From the first line to the last, retype the data below exactly.

____ Data to examine

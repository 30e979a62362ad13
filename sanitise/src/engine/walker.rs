//! The graph walker: recursive, deep-cloning traversal state for one call.

use std::any::type_name;

use super::{
    hook,
    node::Sanitise,
    path::{FieldPath, PathSegment},
};
use crate::{
    diagnostics::{DiagnosticSink, TraceEvent},
    error::SanitiseError,
    metadata::{Decision, FieldDescriptor},
    options::{KeyPolicy, SanitiseOptions},
};

/// Traversal state threaded through every [`Sanitise`] impl.
///
/// A walker lives for exactly one sanitise call. It carries the active
/// context, the caller's options, the resolved diagnostic sink and the path
/// from the root to the node currently being built.
///
/// Derived impls only use the field helpers ([`Walker::field`],
/// [`Walker::walk_field`], ...). Hand-written impls for containers use
/// [`Walker::walk`], [`Walker::element`], [`Walker::map_key`] and
/// [`Walker::map_value`].
pub struct Walker<'a> {
    context: &'a str,
    options: SanitiseOptions,
    sink: &'a dyn DiagnosticSink,
    path: FieldPath,
}

impl<'a> Walker<'a> {
    pub(crate) fn new(
        context: &'a str,
        options: SanitiseOptions,
        sink: &'a dyn DiagnosticSink,
    ) -> Self {
        Self {
            context,
            options,
            sink,
            path: FieldPath::root(),
        }
    }

    /// Active context.
    pub fn context(&self) -> &str {
        self.context
    }

    /// Options of the current call.
    pub fn options(&self) -> &SanitiseOptions {
        &self.options
    }

    /// Path from the root to the node being built.
    pub fn path(&self) -> &FieldPath {
        &self.path
    }

    /// Decides whether `field` is masked under the active context.
    pub fn decide(&self, field: &FieldDescriptor) -> Decision {
        Decision::for_field(field, self.context)
    }

    /// Sanitises one node and runs its self-sanitise hook.
    ///
    /// Every recursion goes through here.
    pub fn walk<T: Sanitise>(&mut self, value: &T) -> Result<T, SanitiseError> {
        self.emit(&TraceEvent::Node {
            path: &self.path,
            kind: T::KIND,
            type_name: type_name::<T>(),
        });
        let mut sanitised = value.sanitise_with(self)?;
        if hook::dispatch(&mut sanitised, self.context) {
            self.emit(&TraceEvent::Hook {
                path: &self.path,
                type_name: type_name::<T>(),
            });
        }
        Ok(sanitised)
    }

    /// Tagged, writable field: zero value on a match, otherwise walked.
    pub fn field<T>(&mut self, field: &FieldDescriptor, value: &T) -> Result<T, SanitiseError>
    where
        T: Sanitise + Default,
    {
        self.descend(PathSegment::Field(field.name), |walker| {
            match walker.decide(field) {
                Decision::Mask => {
                    walker.mask::<T>(field)?;
                    Ok(T::default())
                }
                Decision::Descend => walker.walk(value),
            }
        })
    }

    /// Untagged field: always walked.
    pub fn walk_field<T: Sanitise>(
        &mut self,
        field: &FieldDescriptor,
        value: &T,
    ) -> Result<T, SanitiseError> {
        self.descend(PathSegment::Field(field.name), |walker| walker.walk(value))
    }

    /// Tagged `opaque` field: zero value on a match, otherwise cloned.
    pub fn masked_copy<T>(&mut self, field: &FieldDescriptor, value: &T) -> Result<T, SanitiseError>
    where
        T: Clone + Default,
    {
        self.descend(PathSegment::Field(field.name), |walker| {
            match walker.decide(field) {
                Decision::Mask => {
                    walker.mask::<T>(field)?;
                    Ok(T::default())
                }
                Decision::Descend => Ok(value.clone()),
            }
        })
    }

    /// Untagged `opaque` field: cloned verbatim.
    pub fn copy_field<T: Clone>(&mut self, _field: &FieldDescriptor, value: &T) -> T {
        value.clone()
    }

    /// Fails if `field` would be masked, for fields whose storage is read-only.
    ///
    /// The value is only used to name its type in the error.
    pub fn ensure_writable<T: ?Sized>(
        &mut self,
        field: &FieldDescriptor,
        _value: &T,
    ) -> Result<(), SanitiseError> {
        self.descend(PathSegment::Field(field.name), |walker| {
            match walker.decide(field) {
                Decision::Mask => Err(walker.unwritable::<T>()),
                Decision::Descend => Ok(()),
            }
        })
    }

    /// Sequence element at `index`.
    pub fn element<T: Sanitise>(&mut self, index: usize, value: &T) -> Result<T, SanitiseError> {
        self.descend(PathSegment::Index(index), |walker| walker.walk(value))
    }

    /// Mapping key or set element, handled per [`KeyPolicy`].
    pub fn map_key<K>(&mut self, key: &K) -> Result<K, SanitiseError>
    where
        K: Sanitise + Clone,
    {
        match self.options.key_policy {
            KeyPolicy::Sanitise => self.descend(PathSegment::MapKey, |walker| walker.walk(key)),
            KeyPolicy::Preserve => Ok(key.clone()),
        }
    }

    /// Mapping value.
    pub fn map_value<V: Sanitise>(&mut self, value: &V) -> Result<V, SanitiseError> {
        self.descend(PathSegment::MapValue, |walker| walker.walk(value))
    }

    fn mask<T>(&self, field: &FieldDescriptor) -> Result<(), SanitiseError> {
        if !field.settable {
            return Err(self.unwritable::<T>());
        }
        self.emit(&TraceEvent::Mask {
            path: &self.path,
            field,
            context: self.context,
        });
        Ok(())
    }

    pub(crate) fn unwritable<T: ?Sized>(&self) -> SanitiseError {
        SanitiseError::UnwritableField {
            path: self.path.to_string(),
            type_name: type_name::<T>(),
        }
    }

    fn descend<R>(&mut self, segment: PathSegment, f: impl FnOnce(&mut Self) -> R) -> R {
        self.path.push(segment);
        let result = f(self);
        self.path.pop();
        result
    }

    fn emit(&self, event: &TraceEvent<'_>) {
        if self.options.verbosity >= event.verbosity() {
            self.sink.trace(event);
        }
    }
}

________

- Solution for this problem -
repository 30e979a62362ad13
filename sanitise/src/engine/walker.rs
//! The graph walker: recursive, deep-cloning traversal state for one call.

use std::any::type_name;

use super::{
    hook,
    node::Sanitise,
    path::{FieldPath, PathSegment},
};
use crate::{
    diagnostics::{DiagnosticSink, TraceEvent},
    error::SanitiseError,
    metadata::{Decision, FieldDescriptor},
    options::{KeyPolicy, SanitiseOptions},
};

/// Traversal state threaded through every [`Sanitise`] impl.
///
/// A walker lives for exactly one sanitise call. It carries the active
/// context, the caller's options, the resolved diagnostic sink and the path
/// from the root to the node currently being built.
///
/// Derived impls only use the field helpers ([`Walker::field`],
/// [`Walker::walk_field`], ...). Hand-written impls for containers use
/// [`Walker::walk`], [`Walker::element`], [`Walker::map_key`] and
/// [`Walker::map_value`].
pub struct Walker<'a> {
    context: &'a str,
    options: SanitiseOptions,
    sink: &'a dyn DiagnosticSink,
    path: FieldPath,
}

impl<'a> Walker<'a> {
    pub(crate) fn new(
        context: &'a str,
        options: SanitiseOptions,
        sink: &'a dyn DiagnosticSink,
    ) -> Self {
        Self {
            context,
            options,
            sink,
            path: FieldPath::root(),
        }
    }

    /// Active context.
    pub fn context(&self) -> &str {
        self.context
    }

    /// Options of the current call.
    pub fn options(&self) -> &SanitiseOptions {
        &self.options
    }

    /// Path from the root to the node being built.
    pub fn path(&self) -> &FieldPath {
        &self.path
    }

    /// Decides whether `field` is masked under the active context.
    pub fn decide(&self, field: &FieldDescriptor) -> Decision {
        Decision::for_field(field, self.context)
    }

    /// Sanitises one node and runs its self-sanitise hook.
    ///
    /// Every recursion goes through here.
    pub fn walk<T: Sanitise>(&mut self, value: &T) -> Result<T, SanitiseError> {
        self.emit(&TraceEvent::Node {
            path: &self.path,
            kind: T::KIND,
            type_name: type_name::<T>(),
        });
        let mut sanitised = value.sanitise_with(self)?;
        if hook::dispatch(&mut sanitised, self.context) {
            self.emit(&TraceEvent::Hook {
                path: &self.path,
                type_name: type_name::<T>(),
            });
        }
        Ok(sanitised)
    }

    /// Tagged, writable field: zero value on a match, otherwise walked.
    pub fn field<T>(&mut self, field: &FieldDescriptor, value: &T) -> Result<T, SanitiseError>
    where
        T: Sanitise + Default,
    {
        self.descend(PathSegment::Field(field.name), |walker| {
            match walker.decide(field) {
                Decision::Mask => {
                    walker.mask::<T>(field)?;
                    Ok(T::default())
                }
                Decision::Descend => walker.walk(value),
            }
        })
    }

    /// Untagged field: always walked.
    pub fn walk_field<T: Sanitise>(
        &mut self,
        field: &FieldDescriptor,
        value: &T,
    ) -> Result<T, SanitiseError> {
        self.descend(PathSegment::Field(field.name), |walker| walker.walk(value))
    }

    /// Tagged `opaque` field: zero value on a match, otherwise cloned.
    pub fn masked_copy<T>(&mut self, field: &FieldDescriptor, value: &T) -> Result<T, SanitiseError>
    where
        T: Clone + Default,
    {
        self.descend(PathSegment::Field(field.name), |walker| {
            match walker.decide(field) {
                Decision::Mask => {
                    walker.mask::<T>(field)?;
                    Ok(T::default())
                }
                Decision::Descend => Ok(value.clone()),
            }
        })
    }

    /// Untagged `opaque` field: cloned verbatim.
    pub fn copy_field<T: Clone>(&mut self, _field: &FieldDescriptor, value: &T) -> T {
        value.clone()
    }

    /// Fails if `field` would be masked, for fields whose storage is read-only.
    ///
    /// The value is only used to name its type in the error.
    pub fn ensure_writable<T: ?Sized>(
        &mut self,
        field: &FieldDescriptor,
        _value: &T,
    ) -> Result<(), SanitiseError> {
        self.descend(PathSegment::Field(field.name), |walker| {
            match walker.decide(field) {
                Decision::Mask => Err(walker.unwritable::<T>()),
                Decision::Descend => Ok(()),
            }
        })
    }

    /// Sequence element at `index`.
    pub fn element<T: Sanitise>(&mut self, index: usize, value: &T) -> Result<T, SanitiseError> {
        self.descend(PathSegment::Index(index), |walker| walker.walk(value))
    }

    /// Mapping key or set element, handled per [`KeyPolicy`].
    pub fn map_key<K>(&mut self, key: &K) -> Result<K, SanitiseError>
    where
        K: Sanitise + Clone,
    {
        match self.options.key_policy {
            KeyPolicy::Sanitise => self.descend(PathSegment::MapKey, |walker| walker.walk(key)),
            KeyPolicy::Preserve => Ok(key.clone()),
        }
    }

    /// Mapping value.
    pub fn map_value<V: Sanitise>(&mut self, value: &V) -> Result<V, SanitiseError> {
        self.descend(PathSegment::MapValue, |walker| walker.walk(value))
    }

    fn mask<T>(&self, field: &FieldDescriptor) -> Result<(), SanitiseError> {
        if !field.settable {
            return Err(self.unwritable::<T>());
        }
        self.emit(&TraceEvent::Mask {
            path: &self.path,
            field,
            context: self.context,
        });
        Ok(())
    }

    pub(crate) fn unwritable<T: ?Sized>(&self) -> SanitiseError {
        SanitiseError::UnwritableField {
            path: self.path.to_string(),
            type_name: type_name::<T>(),
        }
    }

    fn descend<R>(&mut self, segment: PathSegment, f: impl FnOnce(&mut Self) -> R) -> R {
        self.path.push(segment);
        let result = f(self);
        self.path.pop();
        result
    }

    fn emit(&self, event: &TraceEvent<'_>) {
        if self.options.verbosity >= event.verbosity() {
            self.sink.trace(event);
        }
    }
}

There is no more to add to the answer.